[Saved entries]
--
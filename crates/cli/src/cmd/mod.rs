mod build;
mod clean;
mod install;
mod status;
mod uninstall;

use std::path::PathBuf;
use std::sync::Arc;

use anyhow::{Context, Result};
use tracing::debug;

use stagebin_lib::consts::CONFIG_FILENAME;
use stagebin_lib::execute::{self, ExecuteConfig, RunReport, Verb};
use stagebin_lib::install::InstallLayout;
use stagebin_lib::platform::paths;
use stagebin_lib::workspace::Workspace;

use crate::output::{OutputFormat, print_error, print_json};

pub use build::cmd_build;
pub use clean::cmd_clean;
pub use install::cmd_install;
pub use status::cmd_status;
pub use uninstall::cmd_uninstall;

/// Options shared by every command.
pub struct GlobalOptions {
  pub root: Option<PathBuf>,
  pub config: Option<PathBuf>,
  pub jobs: Option<usize>,
  pub target: Option<String>,
  pub prefix: Option<PathBuf>,
  pub destdir: Option<PathBuf>,
  pub format: OutputFormat,
}

impl GlobalOptions {
  fn config_path(&self) -> Result<PathBuf> {
    if let Some(config) = &self.config {
      return Ok(config.clone());
    }
    let root = match &self.root {
      Some(root) => root.clone(),
      None => std::env::current_dir().context("Failed to determine current directory")?,
    };
    Ok(root.join(CONFIG_FILENAME))
  }

  fn layout(&self) -> InstallLayout {
    InstallLayout::new(
      self.prefix.clone().unwrap_or_else(paths::prefix),
      self.destdir.clone().or_else(paths::destdir),
    )
  }

  fn execute_config(&self) -> ExecuteConfig {
    let mut config = ExecuteConfig::from_env();
    if let Some(jobs) = self.jobs {
      config.parallelism = jobs.max(1);
    }
    config.triple = self.target.clone();
    config.layout = self.layout();
    config
  }
}

/// Load the workspace, run `verb` over the selected targets and return the report.
fn run_verb(options: &GlobalOptions, verb: Verb, names: &[String]) -> Result<RunReport> {
  let config_path = options.config_path()?;
  let ws = Workspace::load_file(&config_path)
    .with_context(|| format!("Failed to load workspace from {}", config_path.display()))?;
  let targets = ws.select(names)?;
  let config = options.execute_config();
  debug!(root = %ws.root.display(), targets = targets.len(), "loaded workspace");

  let rt = tokio::runtime::Runtime::new().context("Failed to create async runtime")?;
  let report = rt
    .block_on(execute::run(Arc::new(ws), targets, verb, &config))
    .with_context(|| format!("Cannot {verb}"))?;

  Ok(report)
}

/// Print `report` as JSON, or print each failure. Returns the process exit code.
fn finish(options: &GlobalOptions, report: &RunReport) -> Result<i32> {
  if options.format.is_json() {
    print_json(report)?;
  } else {
    for (name, err) in report.failures() {
      print_error(&format!("{name}: {err}"));
    }
  }
  Ok(report.exit_code())
}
--
● TRY IT: Reproduce each record exactly, leaving nothing out.

● SOLUTION:
filename crates/cli/src/cmd/mod.rs
mod build;
mod clean;
mod install;
mod status;
mod uninstall;

use std::path::PathBuf;
use std::sync::Arc;

use anyhow::{Context, Result};
use tracing::debug;

use stagebin_lib::consts::CONFIG_FILENAME;
use stagebin_lib::execute::{self, ExecuteConfig, RunReport, Verb};
use stagebin_lib::install::InstallLayout;
use stagebin_lib::platform::paths;
use stagebin_lib::workspace::Workspace;

use crate::output::{OutputFormat, print_error, print_json};

pub use build::cmd_build;
pub use clean::cmd_clean;
pub use install::cmd_install;
pub use status::cmd_status;
pub use uninstall::cmd_uninstall;

/// Options shared by every command.
pub struct GlobalOptions {
  pub root: Option<PathBuf>,
  pub config: Option<PathBuf>,
  pub jobs: Option<usize>,
  pub target: Option<String>,
  pub prefix: Option<PathBuf>,
  pub destdir: Option<PathBuf>,
  pub format: OutputFormat,
}

impl GlobalOptions {
  fn config_path(&self) -> Result<PathBuf> {
    if let Some(config) = &self.config {
      return Ok(config.clone());
    }
    let root = match &self.root {
      Some(root) => root.clone(),
      None => std::env::current_dir().context("Failed to determine current directory")?,
    };
    Ok(root.join(CONFIG_FILENAME))
  }

  fn layout(&self) -> InstallLayout {
    InstallLayout::new(
      self.prefix.clone().unwrap_or_else(paths::prefix),
      self.destdir.clone().or_else(paths::destdir),
    )
  }

  fn execute_config(&self) -> ExecuteConfig {
    let mut config = ExecuteConfig::from_env();
    if let Some(jobs) = self.jobs {
      config.parallelism = jobs.max(1);
    }
    config.triple = self.target.clone();
    config.layout = self.layout();
    config
  }
}

/// Load the workspace, run `verb` over the selected targets and return the report.
fn run_verb(options: &GlobalOptions, verb: Verb, names: &[String]) -> Result<RunReport> {
  let config_path = options.config_path()?;
  let ws = Workspace::load_file(&config_path)
    .with_context(|| format!("Failed to load workspace from {}", config_path.display()))?;
  let targets = ws.select(names)?;
  let config = options.execute_config();
  debug!(root = %ws.root.display(), targets = targets.len(), "loaded workspace");

  let rt = tokio::runtime::Runtime::new().context("Failed to create async runtime")?;
  let report = rt
    .block_on(execute::run(Arc::new(ws), targets, verb, &config))
    .with_context(|| format!("Cannot {verb}"))?;

  Ok(report)
}

/// Print `report` as JSON, or print each failure. Returns the process exit code.
fn finish(options: &GlobalOptions, report: &RunReport) -> Result<i32> {
  if options.format.is_json() {
    print_json(report)?;
  } else {
    for (name, err) in report.failures() {
      print_error(&format!("{name}: {err}"));
    }
  }
  Ok(report.exit_code())
}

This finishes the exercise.